Hacker News new | ask | show | jobs
by swyx 741 days ago
> Wonder if this was a bit rushed out in response to Anthropic's release

too lazy to dig up source but some twitter sleuth found that the first commit to the project was 6 months ago

likely all these guys went to the same metaphorical SF bars, it was in the water

3 comments

> likely all these guys went to the same metaphorical SF bars, it was in the water

It also is coming from a long lineage of thought no? For instance, one of the things often thought early in an ML course is the notion that “early layers respond to/generate general information/patterns, and deeper layers respond to/generate more detailed/complex patterns/information.” That is obviously an overly broad and vague statement but it is a useful intuition and can be backed up by doing some various inspection of eg what maximally activates some convolution filters.

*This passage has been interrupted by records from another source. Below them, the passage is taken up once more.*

//! DOM snapshot abstraction.
//!
//! A snapshot carries the geometric and lexical facts the heuristics
//! need, nothing more. The host bridge is responsible for producing it
//! (or for running the equivalent injected script); detached nodes and
//! cross-origin frames simply never appear in a snapshot.

/// Index of a node within its snapshot.
#[derive(Debug, Clone, Copy, PartialEq, Eq, Hash)]
pub struct NodeId(pub usize);

/// Visible page area in CSS pixels.
#[derive(Debug, Clone, Copy)]
pub struct Viewport {
    pub width: f32,
    pub height: f32,
}

/// Computed CSS position of an element.
#[derive(Debug, Clone, Copy, PartialEq, Eq, Default)]
pub enum CssPosition {
    #[default]
    Static,
    Relative,
    Fixed,
    Absolute,
    Sticky,
}

impl CssPosition {
    /// Positions that can layer an element above page content.
    pub fn is_overlay_capable(self) -> bool {
        matches!(self, Self::Fixed | Self::Absolute | Self::Sticky)
    }
}

/// Bounding client rect, viewport-relative like the DOM API.
#[derive(Debug, Clone, Copy, Default)]
pub struct Rect {
    pub left: f32,
    pub top: f32,
    pub width: f32,
    pub height: f32,
}

impl Rect {
    pub fn new(left: f32, top: f32, width: f32, height: f32) -> Self {
        Self {
            left,
            top,
            width,
            height,
        }
    }

    pub fn right(&self) -> f32 {
        self.left + self.width
    }

    pub fn bottom(&self) -> f32 {
        self.top + self.height
    }
}

/// One candidate element.
///
/// `inner_text` holds the element's lowercased textual content; tag and
/// class names are lowercase as well.
#[derive(Debug, Clone, Default)]
pub struct DomNode {
    pub tag: String,
    pub inner_text: String,
    pub classes: Vec<String>,
    pub id: Option<String>,
    pub attrs: Vec<(String, String)>,
    pub position: CssPosition,
    pub opacity: f32,
    pub z_index: i32,
    pub rect: Rect,
    /// Element already carries the overlay hide marker.
    pub overlay_marker: bool,
    /// Element already handled by the cookie suppressor.
    pub cookie_marker: bool,
}

impl DomNode {
    pub fn new(tag: &str) -> Self {
        Self {
            tag: tag.to_lowercase(),
            opacity: 1.0,
            ..Self::default()
        }
    }

    pub fn has_attr(&self, name: &str) -> bool {
        self.attrs.iter().any(|(k, _)| k == name)
    }

    pub fn attr(&self, name: &str) -> Option<&str> {
        self.attrs
            .iter()
            .find(|(k, _)| k == name)
            .map(|(_, v)| v.as_str())
    }

    pub fn has_class(&self, class: &str) -> bool {
        self.classes.iter().any(|c| c == class)
    }
}

/// The page as seen by one scan.
#[derive(Debug, Clone)]
pub struct DomSnapshot {
    pub viewport: Viewport,
    pub nodes: Vec<DomNode>,
}

impl DomSnapshot {
    pub fn new(viewport: Viewport) -> Self {
        Self {
            viewport,
            nodes: Vec::new(),
        }
    }

    pub fn push(&mut self, node: DomNode) -> NodeId {
        self.nodes.push(node);
        NodeId(self.nodes.len() - 1)
    }

    pub fn node(&self, id: NodeId) -> &DomNode {
        &self.nodes[id.0]
    }
}

#[cfg(test)]
mod tests {
    use super::*;

    #[test]
    fn test_rect_edges() {
        let rect = Rect::new(10.0, 20.0, 100.0, 50.0);
        assert_eq!(rect.right(), 110.0);
        assert_eq!(rect.bottom(), 70.0);
    }

    #[test]
    fn test_overlay_capable_positions() {
        assert!(CssPosition::Fixed.is_overlay_capable());
        assert!(CssPosition::Absolute.is_overlay_capable());
        assert!(CssPosition::Sticky.is_overlay_capable());
        assert!(!CssPosition::Static.is_overlay_capable());
        assert!(!CssPosition::Relative.is_overlay_capable());
    }

    #[test]
    fn test_attr_lookup() {
        let mut node = DomNode::new("DIV");
        node.attrs.push(("data-gdpr".into(), "1".into()));

        assert_eq!(node.tag, "div");
        assert!(node.has_attr("data-gdpr"));
        assert_eq!(node.attr("data-gdpr"), Some("1"));
        assert!(!node.has_attr("data-other"));
    }
}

So already there is a notion that there is some sort of spatial structure to how semantics are processed and represented in a neural network (even if in a totally different context, as in image processing mentioned above), where “spatial” here is used to refer to different regions of the network.

Even more simply, in fact as simple as you can get: with linear regression, the most interpretable model you can get- you have a clear notion that different parameter groups of the model respond to different “concepts” (where a concept is taken to be whatever the variables associated with a given subset of coefficients represent).

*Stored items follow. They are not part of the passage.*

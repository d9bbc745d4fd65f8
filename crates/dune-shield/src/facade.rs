//! The filtering facade.

use crate::bridge::{PageDirective, PageEvent, ScriptHost};
use crate::dispatch::{InjectionRegistry, ResultPolicy};
use dune_filter::{
    BlocklistStore, BlockStats, Decision, EventSink, FilterConfig, FilterEvent, PatternError,
    RequestFilter, StatsSnapshot,
};
use dune_guard::{DialogDecision, DialogGuard, DialogKind, NavigationGuard, PageStartOutcome};
use dune_page::ShieldPayload;
use crossbeam_channel::{unbounded, Receiver};
use std::io::Read;
use std::sync::Arc;
use std::thread::JoinHandle;
use tracing::{info, warn};

/// Aggregates every filtering engine behind per-feature toggles and a
/// single notification stream.
///
/// The host drives it from a single event thread; the only background
/// work it ever starts is the blocklist bulk load.
pub struct Shield {
    config: Arc<FilterConfig>,
    stats: Arc<BlockStats>,
    blocklist: Arc<BlocklistStore>,
    filter: RequestFilter,
    nav_guard: NavigationGuard,
    dialog_guard: DialogGuard,
    injections: InjectionRegistry,
    payload: ShieldPayload,
    events: EventSink,
    events_rx: Receiver<FilterEvent>,
}

impl Shield {
    pub fn new() -> Self {
        let config = Arc::new(FilterConfig::new());
        let stats = Arc::new(BlockStats::new());
        let blocklist = Arc::new(BlocklistStore::new());
        let (tx, events_rx) = unbounded();
        let events = EventSink::new(tx);

        let filter = RequestFilter::new(
            config.clone(),
            blocklist.clone(),
            stats.clone(),
            events.clone(),
        );
        let nav_guard = NavigationGuard::new(config.clone(), events.clone());
        let dialog_guard = DialogGuard::new(events.clone());

        info!("Content shield initialized");

        Self {
            config,
            stats,
            blocklist,
            filter,
            nav_guard,
            dialog_guard,
            injections: InjectionRegistry::standard(),
            payload: ShieldPayload::new(),
            events,
            events_rx,
        }
    }

    // ---- event dispatch ----------------------------------------------

    /// Route one host page event to its engine.
    ///
    /// `PageFinished` needs script access and is handled separately via
    /// [`Shield::on_page_finished`]; through this entry point it is a
    /// no-op directive.
    pub fn handle(&mut self, event: PageEvent) -> PageDirective {
        match event {
            PageEvent::RequestStarted { url } => match self.on_request(&url) {
                Decision::Block { .. } => PageDirective::ServeEmptyResponse,
                Decision::Allow => PageDirective::Continue,
            },
            PageEvent::PageStarted { url } => self.on_page_started(&url),
            PageEvent::PageFinished { .. } => PageDirective::Continue,
            PageEvent::NavigationRequested { url } => {
                if self.on_navigation_requested(&url) {
                    PageDirective::CancelNavigation
                } else {
                    PageDirective::Continue
                }
            }
            PageEvent::DialogRequested { kind, url, message } => {
                match self.on_dialog(kind, &url, &message) {
                    DialogDecision::Suppress => PageDirective::SuppressDialog,
                    DialogDecision::Show => PageDirective::Continue,
                }
            }
        }
    }

    /// Classify an outgoing resource request. On Block the host must
    /// serve an empty response body.
    pub fn on_request(&self, url: &str) -> Decision {
        let host = extract_host(url);
        self.filter.classify(url, &host)
    }

    /// Record a top-level navigation start. `LoadInstead` means a rapid
    /// redirect chain fired and the host must abandon the offending URL.
    pub fn on_page_started(&mut self, url: &str) -> PageDirective {
        match self.nav_guard.on_page_started(url) {
            PageStartOutcome::Rollback { safe_url } => PageDirective::LoadInstead { url: safe_url },
            PageStartOutcome::Continue => PageDirective::Continue,
        }
    }

    /// Apply the enabled page-context protections after a page load.
    pub fn on_page_finished(&self, host: &dyn ScriptHost) {
        self.apply_protections(host);
    }

    /// Decide whether a pending navigation must be cancelled.
    pub fn on_navigation_requested(&self, url: &str) -> bool {
        self.nav_guard.should_block_navigation(url)
    }

    /// Decide a page-originated dialog before the host shows it.
    pub fn on_dialog(&self, kind: DialogKind, url: &str, message: &str) -> DialogDecision {
        self.dialog_guard.on_dialog(kind, url, message)
    }

    /// Run every enabled injection, in registry order. Also the re-apply
    /// path after a settings change; no page reload required because the
    /// scripts are idempotent.
    pub fn apply_protections(&self, host: &dyn ScriptHost) {
        for injection in self.injections.active(&self.config) {
            let script = (injection.render)(&self.payload);
            match injection.result {
                ResultPolicy::HiddenCount => {
                    let stats = self.stats.clone();
                    let events = self.events.clone();
                    let name = injection.name;
                    host.eval(
                        script,
                        Box::new(move |result| {
                            let count = parse_hidden_count(name, result);
                            if count > 0 {
                                stats.record_hidden_elements(count);
                                events.stats(stats.snapshot());
                            }
                        }),
                    );
                }
                ResultPolicy::Ignore => {
                    host.eval(script, Box::new(|_| {}));
                }
            }
        }
    }

    // ---- notifications ------------------------------------------------

    /// Drain pending notifications for the host UI (non-blocking).
    pub fn poll_events(&self) -> Vec<FilterEvent> {
        self.events_rx.try_iter().collect()
    }

    // ---- settings surface ---------------------------------------------

    pub fn config(&self) -> &FilterConfig {
        &self.config
    }

    pub fn set_ad_block_enabled(&self, enabled: bool) {
        self.config.set_ad_block_enabled(enabled);
    }

    pub fn set_aggressive_mode(&self, enabled: bool) {
        self.config.set_aggressive_mode(enabled);
    }

    pub fn set_popup_block_enabled(&self, enabled: bool) {
        self.config.set_popup_block_enabled(enabled);
    }

    pub fn set_redirect_block_enabled(&self, enabled: bool) {
        self.config.set_redirect_block_enabled(enabled);
    }

    pub fn set_cookie_blocking_enabled(&self, enabled: bool) {
        self.config.set_cookie_blocking_enabled(enabled);
    }

    pub fn set_tracking_prevention_enabled(&self, enabled: bool) {
        self.config.set_tracking_prevention_enabled(enabled);
    }

    // ---- blocklist surface --------------------------------------------

    pub fn add_blocked_domain(&self, domain: &str) {
        self.blocklist.add_host(domain);
    }

    pub fn remove_blocked_domain(&self, domain: &str) {
        self.blocklist.remove_host(domain);
    }

    pub fn is_blocked_domain(&self, domain: &str) -> bool {
        self.blocklist.contains_host(domain)
    }

    pub fn clear_blocklist(&self) {
        self.blocklist.clear_hosts();
    }

    pub fn blocklist_size(&self) -> usize {
        self.blocklist.host_count()
    }

    /// Compile and append a user URL pattern; malformed input is rejected
    /// without disturbing the existing list.
    pub fn add_pattern(&self, pattern: &str) -> Result<(), PatternError> {
        self.blocklist.add_pattern(pattern)
    }

    /// Load a newline-delimited host resource on a background thread.
    pub fn load_blocklist<R: Read + Send + 'static>(&self, reader: R) -> JoinHandle<()> {
        self.blocklist.load_in_background(reader)
    }

    /// Load the bundled default host list on a background thread.
    pub fn load_default_blocklist(&self) -> JoinHandle<()> {
        self.blocklist.load_defaults_in_background()
    }

    // ---- statistics ---------------------------------------------------

    pub fn stats(&self) -> StatsSnapshot {
        self.stats.snapshot()
    }

    pub fn reset_stats(&self) {
        self.stats.reset();
    }
}

impl Default for Shield {
    fn default() -> Self {
        Self::new()
    }
}

/// Best-effort host extraction for classification. An unparseable URL
/// yields an empty host; pattern tiers still see the raw string.
fn extract_host(url: &str) -> String {
    match url::Url::parse(url) {
        Ok(parsed) => parsed.host_str().unwrap_or("").to_lowercase(),
        Err(_) => String::new(),
    }
}

/// Parse a script result as a hidden-element count. Anything unparseable
/// counts as zero hides for that round; logged, never escalated.
fn parse_hidden_count(name: &str, result: Option<String>) -> u64 {
    let Some(raw) = result else {
        return 0;
    };
    match raw.trim().parse::<u64>() {
        Ok(count) => count,
        Err(_) => {
            warn!("Injection '{}' returned unparseable count: {}", name, raw);
            0
        }
    }
}

#[cfg(test)]
mod tests {
    use super::*;

    #[test]
    fn test_extract_host() {
        assert_eq!(extract_host("https://Ads.Example.com/x.js"), "ads.example.com");
        assert_eq!(extract_host("not a url"), "");
    }

    #[test]
    fn test_parse_hidden_count() {
        assert_eq!(parse_hidden_count("overlay-hide", Some("3".into())), 3);
        assert_eq!(parse_hidden_count("overlay-hide", Some(" 7 ".into())), 7);
        assert_eq!(parse_hidden_count("overlay-hide", Some("null".into())), 0);
        assert_eq!(parse_hidden_count("overlay-hide", None), 0);
    }

    #[test]
    fn test_request_dispatch() {
        let mut shield = Shield::new();
        shield.add_blocked_domain("tracker.com");

        let directive = shield.handle(PageEvent::RequestStarted {
            url: "https://tracker.com/collect".into(),
        });
        assert_eq!(directive, PageDirective::ServeEmptyResponse);

        let directive = shield.handle(PageEvent::RequestStarted {
            url: "https://example.com/page.html".into(),
        });
        assert_eq!(directive, PageDirective::Continue);
    }

    #[test]
    fn test_dialog_dispatch() {
        let mut shield = Shield::new();

        let directive = shield.handle(PageEvent::DialogRequested {
            kind: DialogKind::Alert,
            url: "https://scam.example.com".into(),
            message: "Your PC is infected".into(),
        });
        assert_eq!(directive, PageDirective::SuppressDialog);
    }
}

In some sense, at least in a high-level/intuitive reading of the new research coming out of Anthropic and OpenAI, I think the current research is just a natural extension of these ideas, albeit in a much more complicated context and massive scale.

Somebody else, please correct me if you think my reading is incorrect!!

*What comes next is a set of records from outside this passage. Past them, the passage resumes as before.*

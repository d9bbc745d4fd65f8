//! Notification messages sent from the filtering engines to the host UI.

use crate::stats::StatsSnapshot;
use crossbeam_channel::Sender;

/// Messages delivered to the host's stats/notification sink.
#[derive(Debug, Clone, PartialEq, Eq)]
pub enum FilterEvent {
    /// A request, navigation, or dialog was blocked.
    Blocked { url: String, reason: String },
    /// Aggregate counters changed.
    Stats {
        requests_blocked: u64,
        elements_hidden: u64,
    },
}

/// Sending half of the notification stream.
///
/// Cloned into every engine. A disconnected receiver is not an error: the
/// host may simply not be listening, so send failures are dropped.
#[derive(Debug, Clone)]
pub struct EventSink {
    tx: Sender<FilterEvent>,
}

impl EventSink {
    pub fn new(tx: Sender<FilterEvent>) -> Self {
        Self { tx }
    }

    pub fn blocked(&self, url: &str, reason: &str) {
        let _ = self.tx.send(FilterEvent::Blocked {
            url: url.to_string(),
            reason: reason.to_string(),
        });
    }

    pub fn stats(&self, snapshot: StatsSnapshot) {
        let _ = self.tx.send(FilterEvent::Stats {
            requests_blocked: snapshot.requests_blocked,
            elements_hidden: snapshot.elements_hidden,
        });
    }
}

This project has been in the works for about a year. The initial commit to the public repo was not really closely related to this project, it was part of the release of the Transformer debugger, and the repo was just reused for this release.
ha thank you Leo; i myself felt uneasy pointing out commit date based evidence and you just proved why.

mild followup question: any alpha to be gained from training the same SAEs on two different generations of GPT4, eg GPT4 on march 2023 vs june 2023 vintage, whatever is most architecturally comparable, and diffing them. what would be your priors on what you’d find?

It’s hard to believe it was written overnight.. this seems more like a public stable dump of what they’ve been working on without saying when they started. Some clues could come from looking at when all the deps it uses were released. They’re also calling this version 0.1.67, though I’m not sure that means anything either.